The exhibition introduces to the public valuable archival documents and illustrations of the Vietnamese people’s nearly century-long struggle under colonial rule, as well as the country’s journey to national independence over the past 80 years. Notably, many of these documents will be made public for the first time.
The exhibition consists of 3 parts: Dark Night; Vietnam - a resilient nation; 80 years of the ever-resounding song of triumph.

On this occasion, National Archives Center I in collaboration with the President Ho Chi Minh Relic Site at the Presidential Palace introduced the book "The Governor-General's Palace of Indochina in the past and the Presidential Palace today."
Located next to Ba Dinh Square, the former Governor-General's Palace of Indochina - today's Presidential Palace - was built in the years 1901-1906, initially used as the residence for the head of the Indochina Federation.
On September 2, 1945, the project witnessed the historic moment of the birth of the Democratic Republic of Vietnam.
In October 1954, Hanoi was liberated. President Ho Chi Minh and the Government and the Party Central Committee returned to the capital from the Viet Bac resistance base.
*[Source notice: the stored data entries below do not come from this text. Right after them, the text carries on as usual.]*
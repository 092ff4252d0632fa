//! Closed publication date windows.

use std::fmt;

use chrono::{Days, NaiveDate};
use serde::Serialize;

use crate::error::{FetchError, FetchResult};

/// Accepted input format for a single date.
const DATE_FORMAT: &str = "%Y-%m-%d";

/// Separators accepted between the two dates of a typed range.
const SEPARATORS: &[&str] = &[" to ", ".."];

/// A closed interval `[start, end]` of calendar dates.
#[derive(Debug, Clone, Copy, PartialEq, Eq, Hash, Serialize)]
pub struct DateRange {
    start: NaiveDate,
    end: NaiveDate,
}

impl DateRange {
    /// Create a range, rejecting `start > end`.
    pub fn new(start: NaiveDate, end: NaiveDate) -> FetchResult<Self> {
        if start > end {
            return Err(FetchError::invalid_range(format!(
                "start date {start} is after end date {end}"
            )));
        }
        Ok(Self { start, end })
    }

    /// Rolling window of the last `days` days, ending today.
    #[must_use]
    pub fn past_days(today: NaiveDate, days: u32) -> Self {
        let start = today.checked_sub_days(Days::new(u64::from(days))).unwrap_or(NaiveDate::MIN);
        Self { start, end: today }
    }

    /// Parse `YYYY-MM-DD to YYYY-MM-DD` (or `YYYY-MM-DD..YYYY-MM-DD`).
    pub fn parse(input: &str) -> FetchResult<Self> {
        let input = input.trim();
        let (start, end) = SEPARATORS
            .iter()
            .find_map(|sep| input.split_once(sep))
            .ok_or_else(|| FetchError::invalid_range("expected two dates separated by 'to'"))?;

        Self::new(parse_date(start)?, parse_date(end)?)
    }

    /// First day of the range.
    #[must_use]
    pub const fn start(&self) -> NaiveDate {
        self.start
    }

    /// Last day of the range.
    #[must_use]
    pub const fn end(&self) -> NaiveDate {
        self.end
    }

    /// Whether `date` lies inside the range, bounds included.
    #[must_use]
    pub fn contains(&self, date: NaiveDate) -> bool {
        self.start <= date && date <= self.end
    }

    /// PubMed `filter` query value, e.g. `dates.2024/01/01-2024/01/31`.
    #[must_use]
    pub fn pubmed_filter(&self) -> String {
        format!("dates.{}-{}", self.start.format("%Y/%m/%d"), self.end.format("%Y/%m/%d"))
    }
}

impl fmt::Display for DateRange {
    fn fmt(&self, f: &mut fmt::Formatter<'_>) -> fmt::Result {
        write!(f, "{} to {}", self.start.format(DATE_FORMAT), self.end.format(DATE_FORMAT))
    }
}

fn parse_date(value: &str) -> FetchResult<NaiveDate> {
    let value = value.trim();
    NaiveDate::parse_from_str(value, DATE_FORMAT)
        .map_err(|_| FetchError::invalid_range(format!("'{value}' is not a YYYY-MM-DD date")))
}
He proposed using the Indochina Governor-General's Palace as a place to work and receive guests of the Government and State of Vietnam. Since then, the building has been renamed the Presidential Palace. President Ho Chi Minh himself modestly chose a small house next to a fish pond to live and work.
After President Ho Chi Minh passed away, his entire living and working space at the Presidential Palace was preserved intact, while the Presidential Palace building continued to be used to perform diplomatic ceremonies as well as important domestic activities of the country.
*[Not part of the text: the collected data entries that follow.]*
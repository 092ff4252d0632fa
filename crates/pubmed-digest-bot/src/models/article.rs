//! Article data model built from PubMed MEDLINE records.

use std::cmp::Ordering;

use chrono::NaiveDate;
use serde::{Deserialize, Serialize};

/// PubMed article page prefix.
const PUBMED_ARTICLE_URL: &str = "https://pubmed.ncbi.nlm.nih.gov";

/// Publisher (Wiley / ASCPT) DOI resolver prefix.
const PUBLISHER_DOI_URL: &str = "https://ascpt.onlinelibrary.wiley.com/doi";

/// A journal article.
#[derive(Debug, Clone, PartialEq, Eq, Serialize, Deserialize)]
pub struct Article {
    /// PubMed identifier.
    pub pmid: String,

    /// Full title.
    pub title: String,

    /// Calendar date used for filtering and ordering.
    pub publication_date: NaiveDate,

    /// Publication date as printed by PubMed (e.g. "2024 Jan 15").
    pub published: String,

    /// Whether PubMed holds an abstract for this article.
    pub has_abstract: bool,

    /// Abstract text; only populated by abstract lookups.
    #[serde(default)]
    pub r#abstract: Option<String>,

    /// Digital Object Identifier.
    #[serde(default)]
    pub doi: Option<String>,
}

/// Outbound links for an article.
#[derive(Debug, Clone, PartialEq, Eq, Serialize)]
pub struct ArticleLinks {
    /// PubMed page.
    pub pubmed: String,

    /// Publisher full-text page, when a DOI is known.
    pub publisher: Option<String>,
}

impl Article {
    /// Links to PubMed and the publisher.
    #[must_use]
    pub fn links(&self) -> ArticleLinks {
        ArticleLinks {
            pubmed: format!("{PUBMED_ARTICLE_URL}/{}/", self.pmid),
            publisher: self.doi.as_ref().map(|doi| format!("{PUBLISHER_DOI_URL}/{doi}")),
        }
    }

    /// Drop the abstract body, keeping only its availability flag.
    #[must_use]
    pub fn into_summary(mut self) -> Self {
        self.has_abstract = self.r#abstract.is_some();
        self.r#abstract = None;
        self
    }

    /// Newest-first ordering; equal dates put the higher PMID first.
    #[must_use]
    pub fn newest_first(&self, other: &Self) -> Ordering {
        other
            .publication_date
            .cmp(&self.publication_date)
            .then_with(|| pmid_key(&other.pmid).cmp(&pmid_key(&self.pmid)))
    }
}

/// Sort articles newest first.
pub fn sort_newest_first(articles: &mut [Article]) {
    articles.sort_by(Article::newest_first);
}

/// Numeric ordering key for PMIDs without parsing overflow concerns.
fn pmid_key(pmid: &str) -> (usize, &str) {
    let trimmed = pmid.trim_start_matches('0');
    (trimmed.len(), trimmed)
}

#[cfg(test)]
mod tests {
    use super::*;

    fn article(pmid: &str, date: (i32, u32, u32)) -> Article {
        Article {
            pmid: pmid.to_string(),
            title: format!("Article {pmid}"),
            publication_date: NaiveDate::from_ymd_opt(date.0, date.1, date.2).unwrap(),
            published: String::new(),
            has_abstract: false,
            r#abstract: None,
            doi: None,
        }
    }

    #[test]
    fn test_links_without_doi() {
        let links = article("41014576", (2025, 9, 26)).links();
        assert_eq!(links.pubmed, "https://pubmed.ncbi.nlm.nih.gov/41014576/");
        assert!(links.publisher.is_none());
    }

    #[test]
    fn test_links_with_doi() {
        let mut a = article("41014576", (2025, 9, 26));
        a.doi = Some("10.1002/psp4.70100".to_string());
        assert_eq!(
            a.links().publisher.as_deref(),
            Some("https://ascpt.onlinelibrary.wiley.com/doi/10.1002/psp4.70100")
        );
    }

    #[test]
    fn test_sort_newest_first_breaks_ties_by_pmid() {
        let mut articles = vec![
            article("9", (2024, 1, 10)),
            article("100", (2024, 1, 10)),
            article("50", (2024, 1, 20)),
            article("7", (2023, 12, 31)),
        ];
        sort_newest_first(&mut articles);
        let order: Vec<_> = articles.iter().map(|a| a.pmid.as_str()).collect();
        assert_eq!(order, vec!["50", "100", "9", "7"]);
    }

    #[test]
    fn test_into_summary_keeps_availability() {
        let mut a = article("1", (2024, 1, 1));
        a.r#abstract = Some("Background: ...".to_string());
        let summary = a.into_summary();
        assert!(summary.has_abstract);
        assert!(summary.r#abstract.is_none());
    }
}
//! PubMed Journal Digest Bot
//!
//! A Telegram bot that scrapes PubMed for the recently published articles of a
//! single journal and relays their metadata and abstracts to users on request.
//!
//! # Features
//!
//! - **Listings**: articles of the past month or of a custom date range, newest first
//! - **Abstracts**: on-demand abstract lookup by PMID
//! - **Stateless**: every command is one request/parse/filter pass, nothing is cached
//! - **Health endpoint**: small HTTP server for container liveness probes
//!
//! # Example
//!
//! ```no_run
//! use pubmed_digest_bot::{config::Config, fetcher::ArticleFetcher, models::DateRange};
//!
//! #[tokio::main]
//! async fn main() -> anyhow::Result<()> {
//!     let config = Config::new(std::env::var("TELEGRAM_BOT_TOKEN")?);
//!     let fetcher = ArticleFetcher::new(&config)?;
//!
//!     let today = chrono::Local::now().date_naive();
//!     let articles = fetcher.list_articles(DateRange::past_days(today, 30)).await?;
//!     println!("{} articles", articles.len());
//!     Ok(())
//! }
//! ```

pub mod bot;
pub mod client;
pub mod config;
pub mod error;
pub mod fetcher;
pub mod formatters;
pub mod models;
pub mod parser;
pub mod server;

pub use client::PubMedClient;
pub use config::Config;
pub use error::{ClientError, FetchError};
pub use fetcher::ArticleFetcher;
//! MEDLINE tagged-text records.
//!
//! Each line is `TAG - value` with the tag left-aligned in a four character
//! column; wrapped values continue on lines indented by six spaces. A record
//! starts at its `PMID` line.

use tracing::warn;

use super::date::{parse_electronic_date, parse_publication_date};
use crate::models::Article;

/// Indentation of a continuation line.
const CONTINUATION: &str = "      ";

/// One MEDLINE record as an ordered list of `(tag, value)` pairs.
#[derive(Debug, Clone, Default, PartialEq, Eq)]
pub struct MedlineRecord {
    fields: Vec<(String, String)>,
}

impl MedlineRecord {
    /// First value of `tag`.
    #[must_use]
    pub fn first(&self, tag: &str) -> Option<&str> {
        self.fields.iter().find(|(t, _)| t == tag).map(|(_, v)| v.as_str())
    }

    /// Every value of `tag`, in document order.
    pub fn all<'a>(&'a self, tag: &'a str) -> impl Iterator<Item = &'a str> + 'a {
        self.fields.iter().filter(move |(t, _)| t == tag).map(|(_, v)| v.as_str())
    }

    /// The record's PMID.
    #[must_use]
    pub fn pmid(&self) -> Option<&str> {
        self.first("PMID")
    }

    /// DOI from the first `LID` or `AID` value tagged `[doi]`.
    #[must_use]
    pub fn doi(&self) -> Option<&str> {
        self.all("LID")
            .chain(self.all("AID"))
            .find_map(|v| v.strip_suffix("[doi]"))
            .map(str::trim)
            .filter(|doi| !doi.is_empty())
    }

    /// Build an article, including the abstract when present.
    ///
    /// Returns `None` when PMID, title or a usable publication date is missing.
    #[must_use]
    pub fn to_article(&self) -> Option<Article> {
        let pmid = self.pmid().filter(|p| !p.is_empty());
        let title = self.first("TI").filter(|t| !t.is_empty());
        let published = self.first("DP");

        let (Some(pmid), Some(title), Some(published)) = (pmid, title, published) else {
            warn!(pmid = ?pmid, title = ?title, date = ?published, "Incomplete MEDLINE record");
            return None;
        };

        let Some((mut publication_date, precise)) = parse_publication_date(published) else {
            warn!(pmid, date = published, "Unparseable publication date");
            return None;
        };
        if !precise {
            if let Some(epub) = self.first("DEP").and_then(parse_electronic_date) {
                publication_date = epub;
            }
        }

        let r#abstract = self.first("AB").filter(|a| !a.is_empty()).map(str::to_string);

        Some(Article {
            pmid: pmid.to_string(),
            title: title.to_string(),
            publication_date,
            published: published.to_string(),
            has_abstract: r#abstract.is_some(),
            r#abstract,
            doi: self.doi().map(str::to_string),
        })
    }

    fn push(&mut self, tag: &str, value: &str) {
        self.fields.push((tag.to_string(), value.trim().to_string()));
    }

    fn extend_last(&mut self, continuation: &str) {
        if let Some((_, value)) = self.fields.last_mut() {
            if !value.is_empty() {
                value.push(' ');
            }
            value.push_str(continuation.trim());
        }
    }

    fn is_empty(&self) -> bool {
        self.fields.is_empty()
    }
}

/// Split MEDLINE text into records.
#[must_use]
pub fn parse_records(text: &str) -> Vec<MedlineRecord> {
    let mut records = Vec::new();
    let mut current = MedlineRecord::default();

    for line in text.lines() {
        let line = line.trim_end_matches('\r');
        if line.trim().is_empty() {
            continue;
        }

        if let Some((tag, value)) = split_tag(line) {
            if tag == "PMID" && !current.is_empty() {
                records.push(std::mem::take(&mut current));
            }
            current.push(tag, value);
        } else if line.starts_with(CONTINUATION) {
            current.extend_last(line);
        }
    }

    if !current.is_empty() {
        records.push(current);
    }

    // Anything before the first PMID line is not a record.
    records.retain(|r| r.pmid().is_some());
    records
}

/// `"TI  - Title"` -> `("TI", "Title")`.
fn split_tag(line: &str) -> Option<(&str, &str)> {
    let tag = line.get(..4)?.trim_end();
    if line.get(4..6)? != "- " || tag.is_empty() {
        return None;
    }
    if !tag.chars().all(|c| c.is_ascii_uppercase() || c.is_ascii_digit()) {
        return None;
    }
    Some((tag, line.get(6..).unwrap_or_default()))
}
With its great historical and cultural values, the Presidential Palace and the entire Relic Site were recognized as a National Monument of Special Importance in 2009. Not only that, in 2017, the Presidential Palace was also voted by the American magazine Architecture Digest as one of the 13 most beautiful residences in the world.
The book is written about the space of the former Governor's Palace and the current Presidential Palace from many sources. The book not only describes the history of the formation of an architectural work but more importantly, what happened during more than a century of existence in the center of a capital of French Indochina, now the Socialist Republic of Vietnam.
The book is written in small stories accompanied by archival images that will certainly bring readers not only an understanding of an architectural space but also a historical space from prestigious to sacred, condensing a whole journey of fighting for national liberation and building national autonomy./.